• Problem requirements
Starting from the line containing "Default, PartialEq, Eq, Serialize, Deserialize)]", write out the rest of the entries exactly, through the final line, including nothing else.

• Data shown
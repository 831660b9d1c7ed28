//! Data types for the NFL notifier
//!
//! This module contains the core data structures produced by the broadcast
//! page extraction and consumed by the event scheduler and publisher.

use serde::{Deserialize, Serialize};

/// A single broadcast discovered on the schedule page
#[derive(Debug, Clone, PartialEq, Eq, Serialize, Deserialize)]
pub struct Game {
    /// Kickoff time as shown on the page, e.g. "20:15"
    pub kickoff: String,
    /// Game title, e.g. "Kansas City Chiefs @ Detroit Lions"
    pub title: String,
    /// Broadcaster name taken from the nested link text
    pub broadcaster: String,
    /// Absolute URL to the broadcast or live stream page
    pub url: String,
}

/// Everything extracted from one pass over the schedule page
///
/// Season, gameday and date are each discovered at most once (first match
/// wins); games accumulate in document order without deduplication.
#[derive(Debug, Clone, Default, PartialEq, Eq, Serialize, Deserialize)]
pub struct BroadcastSchedule {
    /// Season label, e.g. "2023"
    pub season: Option<String>,
    /// Gameday label, e.g. "1. Spieltag"
    pub gameday: Option<String>,
    /// Date of the gameday without the weekday prefix, e.g. "7. September"
    pub date: Option<String>,
    /// All games discovered on the page
    pub games: Vec<Game>,
}

impl BroadcastSchedule {
    /// Returns true if the page yielded neither labels nor games.
    pub fn is_empty(&self) -> bool {
        self.season.is_none() && self.gameday.is_none() && self.date.is_none() && self.games.is_empty()
    }
}

/// A fully resolved calendar event ready to be published
#[derive(Debug, Clone, PartialEq, Eq, Serialize, Deserialize)]
pub struct EventRequest {
    /// Event title, e.g. "1. Spieltag: Chiefs @ Lions ProSieben"
    pub summary: String,
    /// Event description, e.g. "ProSieben: https://www.ran.de/..."
    pub description: String,
    /// Event start as an RFC 3339 timestamp with offset
    pub start: String,
    /// Event end as an RFC 3339 timestamp with offset
    pub end: String,
    /// IANA timezone name the timestamps were computed in
    pub timezone: String,
}

/// The calendar service's record of a created event
#[derive(Debug, Clone, Serialize, Deserialize)]
pub struct CreatedEvent {
    /// Title as stored by the calendar service
    pub summary: String,
    /// Stored start timestamp
    pub start_date_time: String,
    /// Stored end timestamp
    pub end_date_time: String,
}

• The answer
#[derive(Debug, Clone, Default, PartialEq, Eq, Serialize, Deserialize)]
pub struct BroadcastSchedule {
    /// Season label, e.g. "2023"
    pub season: Option<String>,
    /// Gameday label, e.g. "1. Spieltag"
    pub gameday: Option<String>,
    /// Date of the gameday without the weekday prefix, e.g. "7. September"
    pub date: Option<String>,
    /// All games discovered on the page
    pub games: Vec<Game>,
}

impl BroadcastSchedule {
    /// Returns true if the page yielded neither labels nor games.
    pub fn is_empty(&self) -> bool {
        self.season.is_none() && self.gameday.is_none() && self.date.is_none() && self.games.is_empty()
    }
}

/// A fully resolved calendar event ready to be published
#[derive(Debug, Clone, PartialEq, Eq, Serialize, Deserialize)]
pub struct EventRequest {
    /// Event title, e.g. "1. Spieltag: Chiefs @ Lions ProSieben"
    pub summary: String,
    /// Event description, e.g. "ProSieben: https://www.ran.de/..."
    pub description: String,
    /// Event start as an RFC 3339 timestamp with offset
    pub start: String,
    /// Event end as an RFC 3339 timestamp with offset
    pub end: String,
    /// IANA timezone name the timestamps were computed in
    pub timezone: String,
}

/// The calendar service's record of a created event
#[derive(Debug, Clone, Serialize, Deserialize)]
pub struct CreatedEvent {
    /// Title as stored by the calendar service
    pub summary: String,
    /// Stored start timestamp
    pub start_date_time: String,
    /// Stored end timestamp
    pub end_date_time: String,
}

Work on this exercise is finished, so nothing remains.